The center is home to a staff of full-time and student workers and supports a range of activities including speaker series, sponsored organizations and media such as books, movies and games that students can check out. Biology senior Tristan Dore, who works at the Pride Center, said he has loved the positive energy of his job.
“It’s [so nice] being in an office where I can really express who I am, and be myself fully without the risks and regulations of a traditional job. It’s so much easier mentally being able to just be who I am,” Dore said. “It’s open, and people can come in and hang out. We have a huge hang out space behind our office, and there’s nobody in it.”
Though the center does provide a range of services, Dore said it’s important for both LGBTQ+ students and their allies to show support, even in subtle ways.
“When you come and visit, we have a ton of swag like stickers and pins and we also have free contraceptives,” Dore said. “We have a ton of really cool stickers that students can put on their cars, or cellphones, or laptop cases, and it’s an outward thing where if people see them on campus, they know you’re a safe person, it’s a non-verbal thing.”
Kevin Garcia, class of 2021, said the center and Pride month itself have allowed him to feel more represented, and hopes it has the same effect on others.
“For me, the main thing is representation. Especially for people who live in very conversative communities. For example, I was born in Mexico … The culture [towards the LGBTQ+ community] in Mexico in general is not very positive,” Garcia said. “It just helps show the people that are maybe scared to come out or don’t feel that they’re able to, or don’t feel like they belong anywhere that there are people like you all over the world.”

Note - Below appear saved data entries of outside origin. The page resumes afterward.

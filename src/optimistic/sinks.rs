use crate::device::{CommandRejected, DeviceClient};
use crate::domain::ControlUnit;
use crate::optimistic::controller::CommandSink;
use async_trait::async_trait;

/// Moves the lens to a manual position.
#[derive(Debug, Clone)]
pub struct FocusCommand {
    client: DeviceClient,
}

impl FocusCommand {
    pub fn new(client: DeviceClient) -> Self {
        FocusCommand { client }
    }
}

#[async_trait]
impl CommandSink<f64> for FocusCommand {
    async fn send(&self, value: f64) -> Result<(), CommandRejected> {
        self.client.set_focus(ControlUnit::RawFloat.to_hardware(value)).await
    }
}

/// Sets the analog gain. Takes the slider value (gain ×100).
#[derive(Debug, Clone)]
pub struct GainCommand {
    client: DeviceClient,
}

impl GainCommand {
    pub fn new(client: DeviceClient) -> Self {
        GainCommand { client }
    }
}

#[async_trait]
impl CommandSink<f64> for GainCommand {
    async fn send(&self, value: f64) -> Result<(), CommandRejected> {
        self.client.set_gain(ControlUnit::GainX100.to_hardware(value)).await
    }
}

#[derive(Debug, Clone)]
pub struct ZoomCommand {
    client: DeviceClient,
}

impl ZoomCommand {
    pub fn new(client: DeviceClient) -> Self {
        ZoomCommand { client }
    }
}

#[async_trait]
impl CommandSink<f64> for ZoomCommand {
    async fn send(&self, level: f64) -> Result<(), CommandRejected> {
        self.client.zoom(level).await
    }
}
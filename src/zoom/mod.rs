mod feedback;
mod gesture;

pub use feedback::{FeedbackIndicator, FeedbackKind, FeedbackPhase};
pub use gesture::ZoomGestureController;
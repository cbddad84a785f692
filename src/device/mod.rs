mod client;
mod error;
mod stream_settings;
mod wire;

pub use client::{DeviceClient, new_client};
pub use error::CommandRejected;
pub use stream_settings::{SettingsError, StreamSettings};
pub use wire::CameraStatus;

Jackson recalled their first Pride experience as a young adult, and the impact it had on their identity. They said Pride celebrations have been affirming on a personal level.
“I attended my first Pride when I was 21 or 22, and it was really my first public experience of seeing so many queer people,” Jackson said. “As someone who identifies as pan[sexual] and non-binary, there are a lot of invisible parts of me that don’t get recognized. But during the months of June and October, that’s when these things are celebrated. You feel valued and affirmed.”
In addition to personal gratification, Jackson said Pride is also a time to reflect on the progression of LGBTQ+ rights, and how much further this progress has to go.
“Things like conversion therapy are still legal in the United States … This year Texas has moved back and forth on whether or not social workers can deny access [to LGBTQ+ clients],” Jackson said. “[Pride is] this beautiful affirming thing, but it is a reminder that there still is a lot of legal progress beyond marriage equality.”
While the LGBTQ+ community still faces hurdles in topics of healthcare, intersectionality and legal protection, this Pride Month it is still critical to celebrate the culture and history of the gay community. Dore said despite these obstacles, Pride is an exciting time to celebrate with your community.
“Pride, to me, is one of those things where it’s expressing that you can be who you are, regardless of anything that society has said or says currently,” Dore said. “[Pride] allows you to express yourself with a community of people that are like-minded, and/or your chosen families.”